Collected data
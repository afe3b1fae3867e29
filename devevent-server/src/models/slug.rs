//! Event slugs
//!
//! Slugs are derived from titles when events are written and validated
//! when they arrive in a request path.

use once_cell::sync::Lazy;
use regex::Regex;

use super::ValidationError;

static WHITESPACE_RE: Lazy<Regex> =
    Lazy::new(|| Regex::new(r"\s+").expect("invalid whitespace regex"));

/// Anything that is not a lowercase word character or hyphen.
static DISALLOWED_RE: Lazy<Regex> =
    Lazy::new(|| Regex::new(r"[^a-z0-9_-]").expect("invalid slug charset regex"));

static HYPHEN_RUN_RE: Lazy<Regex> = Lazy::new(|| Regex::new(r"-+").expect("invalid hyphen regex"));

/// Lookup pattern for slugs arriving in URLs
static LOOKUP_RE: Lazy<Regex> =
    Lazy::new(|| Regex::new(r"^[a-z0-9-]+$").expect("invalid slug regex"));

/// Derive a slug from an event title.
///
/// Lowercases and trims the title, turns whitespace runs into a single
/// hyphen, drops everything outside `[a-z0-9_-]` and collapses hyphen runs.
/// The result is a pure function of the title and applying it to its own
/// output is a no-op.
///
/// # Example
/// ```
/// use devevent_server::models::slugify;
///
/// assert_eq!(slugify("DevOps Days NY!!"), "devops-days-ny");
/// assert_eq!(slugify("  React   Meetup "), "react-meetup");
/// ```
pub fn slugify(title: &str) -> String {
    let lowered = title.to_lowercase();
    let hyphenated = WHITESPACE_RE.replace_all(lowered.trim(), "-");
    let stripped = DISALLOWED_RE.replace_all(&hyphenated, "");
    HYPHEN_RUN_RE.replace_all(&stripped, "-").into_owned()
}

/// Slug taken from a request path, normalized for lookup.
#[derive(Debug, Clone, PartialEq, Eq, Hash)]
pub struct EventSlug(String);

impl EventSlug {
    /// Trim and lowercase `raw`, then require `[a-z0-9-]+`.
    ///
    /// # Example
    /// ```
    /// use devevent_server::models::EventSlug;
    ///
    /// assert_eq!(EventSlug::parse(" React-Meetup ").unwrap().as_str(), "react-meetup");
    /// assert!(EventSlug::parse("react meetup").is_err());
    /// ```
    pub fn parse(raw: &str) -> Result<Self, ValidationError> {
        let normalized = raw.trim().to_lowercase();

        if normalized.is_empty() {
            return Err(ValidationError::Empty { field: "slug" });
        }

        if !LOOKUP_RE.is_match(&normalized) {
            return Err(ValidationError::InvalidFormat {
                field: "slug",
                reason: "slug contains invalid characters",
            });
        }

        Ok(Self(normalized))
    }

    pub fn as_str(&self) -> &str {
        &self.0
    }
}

--

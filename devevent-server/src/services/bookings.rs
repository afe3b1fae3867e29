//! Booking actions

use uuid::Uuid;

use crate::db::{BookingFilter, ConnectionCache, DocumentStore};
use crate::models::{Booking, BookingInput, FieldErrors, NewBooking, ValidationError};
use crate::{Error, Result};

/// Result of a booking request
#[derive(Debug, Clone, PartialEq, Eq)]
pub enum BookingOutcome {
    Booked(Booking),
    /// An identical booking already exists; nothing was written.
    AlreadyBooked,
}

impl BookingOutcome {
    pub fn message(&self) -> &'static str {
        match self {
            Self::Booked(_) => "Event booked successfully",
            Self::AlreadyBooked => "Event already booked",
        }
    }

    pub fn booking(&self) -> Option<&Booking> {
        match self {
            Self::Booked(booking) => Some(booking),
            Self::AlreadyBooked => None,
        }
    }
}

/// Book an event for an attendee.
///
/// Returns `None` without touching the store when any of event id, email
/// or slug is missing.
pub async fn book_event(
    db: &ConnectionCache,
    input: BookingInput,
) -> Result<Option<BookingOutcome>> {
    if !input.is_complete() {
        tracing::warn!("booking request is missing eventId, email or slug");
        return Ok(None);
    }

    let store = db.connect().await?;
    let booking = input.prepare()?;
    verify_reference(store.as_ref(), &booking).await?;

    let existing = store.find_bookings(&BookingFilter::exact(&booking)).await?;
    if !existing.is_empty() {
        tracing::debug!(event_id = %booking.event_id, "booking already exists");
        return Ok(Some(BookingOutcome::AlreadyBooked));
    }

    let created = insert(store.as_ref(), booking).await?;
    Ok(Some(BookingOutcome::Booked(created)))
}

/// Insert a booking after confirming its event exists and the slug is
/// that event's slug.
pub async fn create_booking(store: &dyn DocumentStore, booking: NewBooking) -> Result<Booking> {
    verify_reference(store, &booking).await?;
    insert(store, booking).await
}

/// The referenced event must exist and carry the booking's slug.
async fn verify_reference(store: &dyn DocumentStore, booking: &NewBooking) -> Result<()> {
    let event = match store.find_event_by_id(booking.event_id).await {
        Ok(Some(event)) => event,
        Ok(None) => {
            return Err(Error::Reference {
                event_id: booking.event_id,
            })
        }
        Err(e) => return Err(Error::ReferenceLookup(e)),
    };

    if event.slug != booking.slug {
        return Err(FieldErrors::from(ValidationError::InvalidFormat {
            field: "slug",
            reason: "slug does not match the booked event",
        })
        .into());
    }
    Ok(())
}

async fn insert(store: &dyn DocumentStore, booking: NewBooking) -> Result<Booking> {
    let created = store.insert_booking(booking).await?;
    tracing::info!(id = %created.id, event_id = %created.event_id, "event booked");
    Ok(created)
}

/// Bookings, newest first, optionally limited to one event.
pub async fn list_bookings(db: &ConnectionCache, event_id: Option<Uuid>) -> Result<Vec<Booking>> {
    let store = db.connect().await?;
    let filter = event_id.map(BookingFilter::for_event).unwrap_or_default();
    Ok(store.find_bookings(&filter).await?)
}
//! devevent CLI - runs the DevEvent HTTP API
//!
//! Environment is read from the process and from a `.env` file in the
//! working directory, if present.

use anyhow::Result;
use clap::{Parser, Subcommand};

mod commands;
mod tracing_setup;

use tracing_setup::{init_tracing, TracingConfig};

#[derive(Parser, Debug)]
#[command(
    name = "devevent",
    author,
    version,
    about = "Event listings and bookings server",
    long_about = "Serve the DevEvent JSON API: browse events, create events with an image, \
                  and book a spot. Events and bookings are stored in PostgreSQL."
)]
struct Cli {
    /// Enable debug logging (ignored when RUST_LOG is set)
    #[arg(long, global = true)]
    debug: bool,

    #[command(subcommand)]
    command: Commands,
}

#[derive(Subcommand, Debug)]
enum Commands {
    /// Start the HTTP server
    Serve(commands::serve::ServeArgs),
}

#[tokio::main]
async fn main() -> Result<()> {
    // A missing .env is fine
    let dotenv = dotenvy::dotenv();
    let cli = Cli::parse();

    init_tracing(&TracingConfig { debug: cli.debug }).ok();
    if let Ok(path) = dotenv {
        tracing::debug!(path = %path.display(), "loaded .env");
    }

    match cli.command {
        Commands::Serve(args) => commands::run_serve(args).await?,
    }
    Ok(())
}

---

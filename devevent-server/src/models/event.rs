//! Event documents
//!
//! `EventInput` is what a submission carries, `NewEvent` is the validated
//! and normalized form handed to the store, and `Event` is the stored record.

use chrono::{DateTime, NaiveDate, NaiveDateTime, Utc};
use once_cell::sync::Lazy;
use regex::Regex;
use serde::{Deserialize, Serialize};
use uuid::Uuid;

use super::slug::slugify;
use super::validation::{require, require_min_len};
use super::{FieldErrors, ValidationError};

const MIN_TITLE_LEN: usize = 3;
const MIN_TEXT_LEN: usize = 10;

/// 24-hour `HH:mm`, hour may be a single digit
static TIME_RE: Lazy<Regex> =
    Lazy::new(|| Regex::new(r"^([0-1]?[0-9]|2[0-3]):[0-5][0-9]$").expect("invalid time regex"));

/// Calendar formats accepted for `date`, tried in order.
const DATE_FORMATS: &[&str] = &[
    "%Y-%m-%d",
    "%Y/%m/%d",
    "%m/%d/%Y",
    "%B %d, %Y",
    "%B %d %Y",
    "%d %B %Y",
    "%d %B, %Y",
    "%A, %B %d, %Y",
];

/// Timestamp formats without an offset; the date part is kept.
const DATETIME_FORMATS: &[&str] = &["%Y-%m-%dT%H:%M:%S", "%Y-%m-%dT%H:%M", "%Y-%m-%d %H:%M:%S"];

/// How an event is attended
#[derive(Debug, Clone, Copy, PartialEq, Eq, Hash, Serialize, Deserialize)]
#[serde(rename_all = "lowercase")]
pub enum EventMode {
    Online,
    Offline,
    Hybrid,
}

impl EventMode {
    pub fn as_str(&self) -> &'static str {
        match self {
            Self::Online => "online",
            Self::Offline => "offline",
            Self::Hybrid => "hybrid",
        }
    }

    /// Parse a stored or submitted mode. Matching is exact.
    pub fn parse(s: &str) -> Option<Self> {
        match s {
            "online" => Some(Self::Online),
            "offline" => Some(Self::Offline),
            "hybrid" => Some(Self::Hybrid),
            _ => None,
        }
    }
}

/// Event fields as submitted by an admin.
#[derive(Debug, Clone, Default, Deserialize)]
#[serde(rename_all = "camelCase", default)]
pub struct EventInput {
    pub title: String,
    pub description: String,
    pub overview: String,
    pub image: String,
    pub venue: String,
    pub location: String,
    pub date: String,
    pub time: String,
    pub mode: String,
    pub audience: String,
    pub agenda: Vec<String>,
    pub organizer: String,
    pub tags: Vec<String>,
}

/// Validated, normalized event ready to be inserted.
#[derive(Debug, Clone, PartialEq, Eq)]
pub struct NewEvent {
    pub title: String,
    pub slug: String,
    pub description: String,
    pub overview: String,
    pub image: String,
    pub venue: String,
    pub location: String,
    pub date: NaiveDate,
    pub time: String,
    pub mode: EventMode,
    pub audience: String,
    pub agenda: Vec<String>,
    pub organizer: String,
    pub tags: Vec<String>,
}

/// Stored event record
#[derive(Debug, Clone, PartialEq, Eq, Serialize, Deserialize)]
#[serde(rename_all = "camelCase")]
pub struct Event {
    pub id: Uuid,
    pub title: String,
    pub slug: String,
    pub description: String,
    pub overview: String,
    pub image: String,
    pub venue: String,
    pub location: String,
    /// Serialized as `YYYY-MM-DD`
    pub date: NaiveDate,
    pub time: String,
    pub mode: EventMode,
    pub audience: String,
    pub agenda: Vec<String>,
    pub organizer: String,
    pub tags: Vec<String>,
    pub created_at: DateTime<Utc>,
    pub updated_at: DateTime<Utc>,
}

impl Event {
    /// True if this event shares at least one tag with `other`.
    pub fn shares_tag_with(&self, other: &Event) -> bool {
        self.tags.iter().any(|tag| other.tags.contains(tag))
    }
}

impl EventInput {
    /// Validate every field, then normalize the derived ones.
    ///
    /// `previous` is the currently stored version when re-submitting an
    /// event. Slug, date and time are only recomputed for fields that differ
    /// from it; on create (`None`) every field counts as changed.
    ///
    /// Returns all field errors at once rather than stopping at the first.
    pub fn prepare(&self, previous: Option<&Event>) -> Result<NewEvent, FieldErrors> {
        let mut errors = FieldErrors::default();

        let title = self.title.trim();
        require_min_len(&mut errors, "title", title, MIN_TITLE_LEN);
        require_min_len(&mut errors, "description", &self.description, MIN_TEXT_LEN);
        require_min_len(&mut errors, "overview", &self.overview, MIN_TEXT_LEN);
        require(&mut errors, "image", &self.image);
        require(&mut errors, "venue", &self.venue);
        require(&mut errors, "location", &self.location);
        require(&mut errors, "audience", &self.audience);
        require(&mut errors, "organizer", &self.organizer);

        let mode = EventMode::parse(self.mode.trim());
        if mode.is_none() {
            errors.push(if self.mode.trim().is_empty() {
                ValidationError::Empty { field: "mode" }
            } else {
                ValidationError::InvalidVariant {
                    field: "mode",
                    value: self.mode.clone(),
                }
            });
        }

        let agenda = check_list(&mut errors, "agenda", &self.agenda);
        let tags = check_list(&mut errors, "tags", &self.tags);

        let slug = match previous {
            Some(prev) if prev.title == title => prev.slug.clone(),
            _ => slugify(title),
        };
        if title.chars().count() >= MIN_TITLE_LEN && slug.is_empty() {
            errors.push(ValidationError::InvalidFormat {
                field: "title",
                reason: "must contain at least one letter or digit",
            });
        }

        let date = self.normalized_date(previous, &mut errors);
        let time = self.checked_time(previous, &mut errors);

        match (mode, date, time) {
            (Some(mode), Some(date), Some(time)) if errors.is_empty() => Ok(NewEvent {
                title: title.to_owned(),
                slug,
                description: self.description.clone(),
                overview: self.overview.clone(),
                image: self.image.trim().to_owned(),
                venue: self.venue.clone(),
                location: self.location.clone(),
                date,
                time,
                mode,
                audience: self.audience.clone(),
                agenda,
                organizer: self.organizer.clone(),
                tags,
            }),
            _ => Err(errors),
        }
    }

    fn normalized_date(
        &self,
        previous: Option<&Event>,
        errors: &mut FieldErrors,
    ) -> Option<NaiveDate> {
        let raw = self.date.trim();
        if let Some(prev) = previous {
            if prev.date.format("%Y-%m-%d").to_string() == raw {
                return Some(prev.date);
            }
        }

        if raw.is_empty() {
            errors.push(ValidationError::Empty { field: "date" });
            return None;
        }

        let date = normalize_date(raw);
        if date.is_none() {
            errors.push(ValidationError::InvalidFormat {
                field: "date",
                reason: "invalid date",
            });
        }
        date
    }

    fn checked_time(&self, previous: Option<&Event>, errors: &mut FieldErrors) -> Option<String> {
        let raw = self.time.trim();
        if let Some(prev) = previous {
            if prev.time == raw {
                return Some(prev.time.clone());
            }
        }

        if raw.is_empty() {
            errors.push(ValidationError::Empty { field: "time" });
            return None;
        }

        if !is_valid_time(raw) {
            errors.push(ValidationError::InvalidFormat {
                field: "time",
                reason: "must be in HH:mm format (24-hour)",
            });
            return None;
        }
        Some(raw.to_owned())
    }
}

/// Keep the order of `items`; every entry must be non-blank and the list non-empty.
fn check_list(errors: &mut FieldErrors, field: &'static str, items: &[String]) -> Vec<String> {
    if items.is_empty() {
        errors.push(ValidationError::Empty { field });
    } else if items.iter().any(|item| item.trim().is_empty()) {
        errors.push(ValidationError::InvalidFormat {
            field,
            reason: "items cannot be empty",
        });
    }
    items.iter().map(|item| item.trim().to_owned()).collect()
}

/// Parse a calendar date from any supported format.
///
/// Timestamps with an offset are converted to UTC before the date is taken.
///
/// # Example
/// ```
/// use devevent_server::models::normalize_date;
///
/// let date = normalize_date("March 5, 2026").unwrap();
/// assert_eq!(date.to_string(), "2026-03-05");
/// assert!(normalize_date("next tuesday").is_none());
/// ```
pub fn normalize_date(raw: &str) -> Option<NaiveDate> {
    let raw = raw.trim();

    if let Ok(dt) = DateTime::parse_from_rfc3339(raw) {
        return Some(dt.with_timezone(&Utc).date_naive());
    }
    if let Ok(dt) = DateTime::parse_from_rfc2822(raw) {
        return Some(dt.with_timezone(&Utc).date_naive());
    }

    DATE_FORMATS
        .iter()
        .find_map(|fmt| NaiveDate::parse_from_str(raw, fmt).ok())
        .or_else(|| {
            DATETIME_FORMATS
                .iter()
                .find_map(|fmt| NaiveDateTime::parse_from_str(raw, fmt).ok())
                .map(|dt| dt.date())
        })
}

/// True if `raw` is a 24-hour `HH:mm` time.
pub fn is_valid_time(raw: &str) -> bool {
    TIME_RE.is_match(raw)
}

*PROBLEM:*
How many lines in these entries hold the string "prepare"? Answer with the number alone.

*YOUR SOLUTION:*
2